Cosenza, deteneva una pistola “clandestina” sul balcone, 69enne ai domiciliari dopo l’arresto
Il gip ha convalidato il fermo di Francesco Bevilacqua: trovate munizioni nel contatore del gas della cucina
Una pistola senza matricola e senza segni identificativi, nascosta nel contatore del gas sul balcone di casa. È questo il quadro al centro dell’ordinanza con cui il gip del Tribunale di Cosenza, Letizia Benigno, ha convalidato l’arresto di un 69enne cosentino, Francesco Bevilacqua e ha disposto nei suoi confronti la misura cautelare degli arresti domiciliari.
L’arresto e il sequestro
L’uomo è stato arrestato in flagranza il 29 aprile 2026, al termine di una perquisizione eseguita dalla Squadra Mobile della Questura di Cosenza. Gli agenti hanno rinvenuto, occultati nel contatore del metano collocato sul balcone che serve la cucina dell’abitazione, una pistola revolver calibro 32 priva di matricola, marca e punzonature, ritenuta quindi arma clandestina. Nello stesso nascondiglio sarebbero state trovate anche munizioni di vario calibro. L’arma è stata posta sotto sequestro e l’indagato tratto in arresto. Per il giudice, la flagranza risulta integrata dal fatto che l’uomo è stato trovato nei luoghi in cui l’arma era custodita e che risultano nella sua disponibilità.

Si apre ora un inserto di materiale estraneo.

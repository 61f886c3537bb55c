use crate::{Event, NodeId};
use std::fmt;
use std::rc::Rc;

/// A value that can be stored as a live property or passed as a component
/// attribute.
#[derive(Clone, Debug, PartialEq)]
pub enum PropValue {
    Undefined,
    Null,
    Bool(bool),
    Number(f64),
    String(String),
    Array(Vec<PropValue>),
    /// Key/value pairs in insertion order
    Object(Vec<(String, PropValue)>),
    Function(Callback),
    Node(NodeId),
}

/// What a [`Callback`] is invoked with
#[derive(Clone, Copy, Debug)]
pub enum CallArg<'a> {
    /// Dispatch of an event the callback listens for
    Event(&'a Event),
    /// A freshly created element handed to a `ref` callback
    Element(NodeId),
}

#[derive(Clone)]
pub struct Callback(Rc<dyn Fn(CallArg<'_>)>);

impl Callback {
    pub fn new(f: impl Fn(CallArg<'_>) + 'static) -> Self {
        Self(Rc::new(f))
    }

    pub fn call(&self, arg: CallArg<'_>) {
        (self.0)(arg)
    }
}

impl fmt::Debug for Callback {
    fn fmt(&self, f: &mut fmt::Formatter<'_>) -> fmt::Result {
        f.write_str("Callback")
    }
}

impl PartialEq for Callback {
    fn eq(&self, other: &Self) -> bool {
        Rc::ptr_eq(&self.0, &other.0)
    }
}

impl PropValue {
    pub fn object<K: Into<String>, V: Into<PropValue>>(pairs: impl IntoIterator<Item = (K, V)>) -> Self {
        PropValue::Object(pairs.into_iter().map(|(k, v)| (k.into(), v.into())).collect())
    }

    pub fn is_callable(&self) -> bool {
        matches!(self, PropValue::Function(_))
    }

    pub fn as_str(&self) -> Option<&str> {
        match self {
            PropValue::String(s) => Some(s),
            _ => None,
        }
    }

    pub fn as_object(&self) -> Option<&[(String, PropValue)]> {
        match self {
            PropValue::Object(pairs) => Some(pairs),
            _ => None,
        }
    }

    pub fn as_callback(&self) -> Option<&Callback> {
        match self {
            PropValue::Function(cb) => Some(cb),
            _ => None,
        }
    }

    pub fn is_truthy(&self) -> bool {
        match self {
            PropValue::Undefined | PropValue::Null => false,
            PropValue::Bool(b) => *b,
            PropValue::Number(n) => *n != 0.0 && !n.is_nan(),
            PropValue::String(s) => !s.is_empty(),
            _ => true,
        }
    }

    /// The string an attribute ends up with when this value is assigned to it
    pub fn to_attribute_string(&self) -> String {
        match self {
            PropValue::Undefined => "undefined".to_string(),
            PropValue::Null => "null".to_string(),
            PropValue::Bool(b) => b.to_string(),
            PropValue::Number(n) => format_number(*n),
            PropValue::String(s) => s.clone(),
            PropValue::Array(items) => items
                .iter()
                .map(|v| match v {
                    PropValue::Undefined | PropValue::Null => String::new(),
                    v => v.to_attribute_string(),
                })
                .collect::<Vec<_>>()
                .join(","),
            PropValue::Object(_) => "[object Object]".to_string(),
            PropValue::Function(_) => "[object Function]".to_string(),
            PropValue::Node(_) => "[object HTMLElement]".to_string(),
        }
    }
}

/// Formats a number the way script string conversion does: integers without a
/// fraction, exponent form below 1e-6 and from 1e21 on
fn format_number(n: f64) -> String {
    if n.is_nan() {
        return "NaN".to_string();
    }
    if n.is_infinite() {
        return if n > 0.0 { "Infinity" } else { "-Infinity" }.to_string();
    }
    if n == 0.0 {
        return "0".to_string();
    }
    let magnitude = n.abs();
    if magnitude >= 1e21 || magnitude < 1e-6 {
        let s = format!("{:e}", n);
        return match s.split_once('e') {
            Some((mantissa, exp)) if !exp.starts_with('-') => format!("{}e+{}", mantissa, exp),
            _ => s,
        };
    }
    format!("{}", n)
}

#[cfg(test)]
#[test]
fn test_attribute_string() {
    assert_eq!(PropValue::from(42).to_attribute_string(), "42");
    assert_eq!(PropValue::from(1.5).to_attribute_string(), "1.5");
    assert_eq!(PropValue::from(-0.0).to_attribute_string(), "0");
    assert_eq!(PropValue::from(1e20).to_attribute_string(), "100000000000000000000");
    assert_eq!(PropValue::from(-5e19).to_attribute_string(), "-50000000000000000000");
    assert_eq!(PropValue::from(1e21).to_attribute_string(), "1e+21");
    assert_eq!(PropValue::from(2.5e-7).to_attribute_string(), "2.5e-7");
    assert_eq!(PropValue::from(f64::NAN).to_attribute_string(), "NaN");
    assert_eq!(
        PropValue::from(vec![PropValue::from(1), PropValue::Null, PropValue::from(true)])
            .to_attribute_string(),
        "1,,true"
    );
}

impl From<&str> for PropValue {
    fn from(s: &str) -> Self {
        PropValue::String(s.to_string())
    }
}

impl From<String> for PropValue {
    fn from(s: String) -> Self {
        PropValue::String(s)
    }
}

impl From<bool> for PropValue {
    fn from(b: bool) -> Self {
        PropValue::Bool(b)
    }
}

impl From<f64> for PropValue {
    fn from(n: f64) -> Self {
        PropValue::Number(n)
    }
}

impl From<i32> for PropValue {
    fn from(n: i32) -> Self {
        PropValue::Number(f64::from(n))
    }
}

impl From<Callback> for PropValue {
    fn from(cb: Callback) -> Self {
        PropValue::Function(cb)
    }
}

impl From<NodeId> for PropValue {
    fn from(id: NodeId) -> Self {
        PropValue::Node(id)
    }
}

impl<T: Into<PropValue>> From<Vec<T>> for PropValue {
    fn from(items: Vec<T>) -> Self {
        PropValue::Array(items.into_iter().map(Into::into).collect())
    }
}

impl<T: Into<PropValue>> From<Option<T>> for PropValue {
    fn from(value: Option<T>) -> Self {
        value.map(Into::into).unwrap_or(PropValue::Null)
    }
}
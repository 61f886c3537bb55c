//! An in-memory document: elements with attributes, live properties, inline
//! styles and event listeners, shadow roots, and a lenient markup parser for
//! `innerHTML`-style content.

/// Parse tree produced by the markup parser
mod dom;
/// The node arena and tree operations
mod document;
mod element;
mod error;
mod events;
/// Parsing of markup into a [`DOMNode`] forest
mod parsing;
mod serialize;
/// Computed style and visibility
mod style;
mod value;

pub use document::{Document, NodeData, NodeId};
pub use dom::{DOMAttributes, DOMElement, DOMNode, DOMNodeType};
pub use element::Element;
pub use error::DomError;
pub use events::Event;
pub use parsing::fragment as parse_fragment;
pub use value::{CallArg, Callback, PropValue};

Le contestazioni: detenzione di arma clandestina, ricettazione e munizioni
Nel provvedimento vengono indicati tre capi d’imputazione. Il primo riguarda la detenzione di arma clandestina: il revolver, privo di matricola e di segni del banco di prova, viene qualificato come non tracciabile e quindi clandestino. Il secondo capo è la ricettazione: secondo l’ipotesi accusatoria l’uomo avrebbe acquistato o comunque ricevuto l’arma, ritenuta provento di delitto in quanto con matricola abrasa. Il terzo capo attiene alla detenzione di munizioni senza denuncia: nell’ordinanza vengono elencate cartucce di vari calibri, tra cui .32, .38 Special, .380 Auto e 7,65.
La versione dell’indagato
Nel corso dell’interrogatorio, l’uomo ha dichiarato di aver trovato l’arma “per strada”, avvolta in una busta insieme alle munizioni, e di averla portata a casa, dove l’avrebbe poi occultata dimenticandosi della sua esistenza. Per il gip, si tratta di dichiarazioni che non assumono valore di elemento a discarico, né rispetto alla detenzione dell’arma clandestina né rispetto alla ricettazione. Bevilacqua è difeso dagli avvocati Francesco Boccia e Cristian Bilotta.